Texas Labor Break Time Laws

By Geraldine Fischer
Texas labor laws do not require employers to grant employee breaks.
construction man image by Greg Pickens from Fotolia.com

With the exception of increases in the Federal minimum wage requirements, current labor laws have been relatively unchanged since the New Deal Era of the 1930s. The Federal government mandated Fair Labor Standards Act (FLSA) of 1938, established the 40-hour workweek and has precedence over state labor laws. However, state labor laws can mandate more stringent regulations on employers and require breaks or rest periods to be scheduled during working hours.

State Laws

According to a publication by the U.S. Department of Labor, only eight states mandate rest periods during the workday. Those eight, and an additional dozen other states require employers to provide meal breaks during specific work schedules. Texas is not a state that makes scheduled breaks or rest periods a requirement of employers in the private sector.
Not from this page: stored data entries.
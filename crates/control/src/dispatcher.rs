//! Befehls-Dispatcher – Routet Textbefehle an die richtigen Handler
//!
//! Der Dispatcher normalisiert die Eingabe, prueft das Power-Gate, sucht den
//! Befehl in der Tabelle, validiert die Argumentanzahl und ruft den Handler
//! auf. Jeder Pfad endet in einer Textantwort, kein Fehler verlaesst `handle`.
//!
//! ## Reihenfolge der Pruefungen
//! 1. Leere Eingabe -> unbekannter Befehl `''`
//! 2. Power-Gate (nur `on` bei ausgeschaltetem Fernseher)
//! 3. Befehl bekannt?
//! 4. Argumentanzahl
//!
//! Der Fernseher bleibt fuer die gesamte Verarbeitung eines Befehls gesperrt,
//! dadurch sind Pruefen-und-Aendern-Folgen wie bei `on` atomar.

use smarttv_core::{DeviceHandle, TvEreignis};
use std::sync::Arc;

use crate::commands::{befehl_suchen, BefehlsResult, HandlerKontext};
use crate::error::CommandError;

// ---------------------------------------------------------------------------
// AppInfo
// ---------------------------------------------------------------------------

/// Name und Version, die `version` meldet
#[derive(Debug, Clone, PartialEq, Eq)]
pub struct AppInfo {
    pub name: String,
    pub version: String,
}

impl AppInfo {
    pub fn neu(name: impl Into<String>, version: impl Into<String>) -> Self {
        Self {
            name: name.into(),
            version: version.into(),
        }
    }

    /// `{name}-{version}`
    pub fn kennung(&self) -> String {
        format!("{}-{}", self.name, self.version)
    }
}

impl Default for AppInfo {
    fn default() -> Self {
        Self::neu("SmartTV", env!("CARGO_PKG_VERSION"))
    }
}

// ---------------------------------------------------------------------------
// Antwort
// ---------------------------------------------------------------------------

/// Ergebnis eines Befehls: Antworttext plus optionales Ereignis
#[derive(Debug, Clone, PartialEq, Eq)]
pub struct Antwort {
    pub text: String,
    pub ereignis: Option<TvEreignis>,
}

impl Antwort {
    pub fn text(text: impl Into<String>) -> Self {
        Self {
            text: text.into(),
            ereignis: None,
        }
    }

    pub fn mit_ereignis(text: impl Into<String>, ereignis: TvEreignis) -> Self {
        Self {
            text: text.into(),
            ereignis: Some(ereignis),
        }
    }
}

impl From<CommandError> for Antwort {
    fn from(e: CommandError) -> Self {
        Self::text(e.to_string())
    }
}

// ---------------------------------------------------------------------------
// CommandDispatcher
// ---------------------------------------------------------------------------

/// Zentraler Befehls-Dispatcher
///
/// Clone teilt denselben Fernseher.
#[derive(Clone, Debug)]
pub struct CommandDispatcher {
    device: DeviceHandle,
    app: Arc<AppInfo>,
}

impl CommandDispatcher {
    /// Erstellt einen neuen Dispatcher fuer den gegebenen Fernseher
    pub fn neu(device: DeviceHandle, app: AppInfo) -> Self {
        Self {
            device,
            app: Arc::new(app),
        }
    }

    /// Verarbeitet einen rohen Befehl und gibt immer eine Antwort zurueck
    pub fn handle(&self, roh: &str) -> Antwort {
        match self.verarbeiten(roh) {
            Ok(antwort) => antwort,
            Err(e) => {
                tracing::debug!(befehl = %roh.trim(), fehler = %e, "Befehl abgelehnt");
                e.into()
            }
        }
    }

    fn verarbeiten(&self, roh: &str) -> BefehlsResult {
        let normalisiert = roh.trim().to_lowercase();
        let mut tokens = normalisiert.split_whitespace();

        let Some(name) = tokens.next() else {
            return Err(CommandError::unbekannt(""));
        };
        let args: Vec<&str> = tokens.collect();

        let mut tv = self.device.sperren();

        // Strenges Power-Gate: NUR `on` ist erlaubt solange der Fernseher aus ist
        if !tv.ist_an() && name != "on" {
            return Err(CommandError::Ausgeschaltet);
        }

        let def = befehl_suchen(name).ok_or_else(|| CommandError::unbekannt(name))?;

        if args.len() != def.erwartete_argumente {
            return Err(CommandError::FalscheArgumente {
                befehl: name.to_string(),
                erwartet: def.erwartete_argumente,
                erhalten: args.len(),
            });
        }

        tracing::debug!(befehl = name, args = ?args, "Befehl wird ausgefuehrt");

        let mut ctx = HandlerKontext {
            tv: &mut *tv,
            app: self.app.as_ref(),
        };
        (def.handler)(&args, &mut ctx)
    }

    /// Der Fernseher hinter diesem Dispatcher
    pub fn device(&self) -> &DeviceHandle {
        &self.device
    }
}

#[cfg(test)]
mod tests {
    use super::*;
    use crate::commands::HILFE_TEXT;
    use smarttv_core::SmartTv;

    const GATE: &str = "ERROR: TV is switched OFF. Turn it ON first.";

    fn dispatcher() -> CommandDispatcher {
        CommandDispatcher::neu(DeviceHandle::default(), AppInfo::neu("SmartTV", "1.2.3"))
    }

    fn eingeschaltet() -> CommandDispatcher {
        let d = dispatcher();
        d.handle("on");
        d
    }

    #[test]
    fn leere_eingabe_ist_unbekannter_befehl() {
        let d = dispatcher();
        let erwartet = "ERROR: Unknown command ''. See 'help' for available commands.";
        assert_eq!(d.handle("").text, erwartet);
        assert_eq!(d.handle("   \t ").text, erwartet);
        // auch im eingeschalteten Zustand
        let d = eingeschaltet();
        assert_eq!(d.handle("  ").text, erwartet);
    }

    #[test]
    fn power_gate_blockiert_alles_ausser_on() {
        let d = dispatcher();
        for befehl in [
            "help", "version", "off", "status", "get_c", "get_ch", "set_ch 3", "quit",
            "foobar", "set_ch", "status extra",
        ] {
            assert_eq!(d.handle(befehl).text, GATE, "{befehl}");
        }
        assert!(!d.device().momentaufnahme().ist_an());
    }

    #[test]
    fn on_mit_argumenten_ist_aritaetsfehler() {
        let d = dispatcher();
        assert_eq!(
            d.handle("on now").text,
            "ERROR: Command 'on' expected 0 argument(s), but received 1."
        );
        assert!(!d.device().momentaufnahme().ist_an());
    }

    #[test]
    fn gross_kleinschreibung_egal() {
        let d = dispatcher();
        assert_eq!(
            d.handle("  ON ").text,
            "TV switched ON. Type 'help' for available commands."
        );
        assert_eq!(d.handle("StAtUs").text, "ON");
    }

    #[test]
    fn on_und_off_doppelt() {
        let d = dispatcher();
        d.handle("on");
        assert_eq!(d.handle("on").text, "TV is already ON");
        assert!(d.device().momentaufnahme().ist_an());
        assert_eq!(d.handle("off").text, "TV switched OFF");
        // ausgeschaltet greift fuer `off` das Power-Gate
        assert_eq!(d.handle("off").text, GATE);
    }

    #[test]
    fn version_und_hilfe() {
        let d = eingeschaltet();
        assert_eq!(d.handle("version").text, "SmartTV-1.2.3");
        let hilfe = d.handle("help").text;
        assert_eq!(hilfe, HILFE_TEXT);
        assert!(hilfe.contains("Supported commands"));
    }

    #[test]
    fn status_und_kanalabfragen() {
        let d = eingeschaltet();
        assert_eq!(d.handle("status").text, "ON");
        assert_eq!(d.handle("get_c").text, "10");
        assert_eq!(d.handle("get_ch").text, "1");
    }

    #[test]
    fn jeder_gueltige_kanal_setzbar() {
        let d = eingeschaltet();
        for n in 1..=10 {
            let antwort = d.handle(&format!("set_ch {n}"));
            assert_eq!(antwort.text, format!("Channel set to {n}"));
            assert_eq!(antwort.ereignis, Some(TvEreignis::KanalGewechselt { kanal: n }));
            assert_eq!(d.handle("get_ch").text, n.to_string());
        }
    }

    #[test]
    fn kanal_ausserhalb_bereich_unveraendert() {
        let d = eingeschaltet();
        let antwort = d.handle("set_ch 0");
        assert_eq!(antwort.text, "ERROR: Channel out of range (valid: 1-10)");
        assert!(antwort.ereignis.is_none());
        assert_eq!(d.handle("get_ch").text, "1");

        d.handle("set_ch 4");
        for n in ["11", "42", "-1"] {
            assert!(d.handle(&format!("set_ch {n}")).text.contains("out of range"));
        }
        assert_eq!(d.handle("get_ch").text, "4");
    }

    #[test]
    fn set_ch_validierungsfehler() {
        let d = eingeschaltet();
        assert_eq!(
            d.handle("set_ch").text,
            "ERROR: Command 'set_ch' expected 1 argument(s), but received 0."
        );
        assert_eq!(
            d.handle("set_ch 1 2").text,
            "ERROR: Command 'set_ch' expected 1 argument(s), but received 2."
        );
        assert_eq!(
            d.handle("set_ch x").text,
            "ERROR: Invalid channel number (must be an integer)"
        );
        assert_eq!(d.handle("get_ch").text, "1");
    }

    #[test]
    fn argumentlose_befehle_mit_extra_argumenten() {
        let d = eingeschaltet();
        for name in ["help", "version", "on", "off", "status", "get_c", "get_ch", "quit"] {
            let antwort = d.handle(&format!("{name} a b"));
            assert_eq!(
                antwort.text,
                format!("ERROR: Command '{name}' expected 0 argument(s), but received 2.")
            );
        }
        assert!(d.device().momentaufnahme().ist_an());
    }

    #[test]
    fn ausschalten_behaelt_kanal() {
        let d = eingeschaltet();
        d.handle("set_ch 8");
        d.handle("off");
        d.handle("on");
        assert_eq!(d.handle("get_ch").text, "8");
    }

    #[test]
    fn unbekannter_befehl_nennt_namen() {
        let d = eingeschaltet();
        let text = d.handle("FooBar").text;
        assert!(text.contains("foobar"));
        assert!(text.contains("Unknown command"));
    }

    #[test]
    fn quit_im_dispatcher() {
        let d = eingeschaltet();
        assert_eq!(d.handle("quit").text, "Goodbye!");
    }

    #[test]
    fn eigene_kanalanzahl() {
        let d = CommandDispatcher::neu(
            DeviceHandle::neu(SmartTv::neu(3).unwrap()),
            AppInfo::default(),
        );
        d.handle("on");
        assert_eq!(d.handle("get_c").text, "3");
        assert_eq!(
            d.handle("set_ch 4").text,
            "ERROR: Channel out of range (valid: 1-3)"
        );
    }
}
The Fair Labor Standard Act

The Fair Labor Standard Act does not require breaks or meal periods to be given to workers. Scheduled work hours are subject to what is agreeable between the employee and employer. However, the FSLA does require that nonexempt employees working more than 40 hours in a workweek get paid overtime wages. Employers can designate any day of the week to begin the workweek. The week consists of 7 consecutive, 24-hour days, totaling 168 consecutive hours. Texas employers, as well as employers in most other states, can require workers to work as many hours as they deem necessary without scheduling or allowing any paid or unpaid breaks, as long as overtime wages are paid accordingly.

Filing a Complaint

Paid and unpaid breaks, as well as holiday pay, vacation pay, severance or sick pay are all considered employee benefits granted by the employer, and are not regulated by the FLSA. However, when an employee has an unresolved wage and hour dispute with an employer, complaints can be directed to a local Wage and Hour Division office or call the Department of Labor’s toll-free Wage and Hour Help Line at 1-866-4-US-WAGE.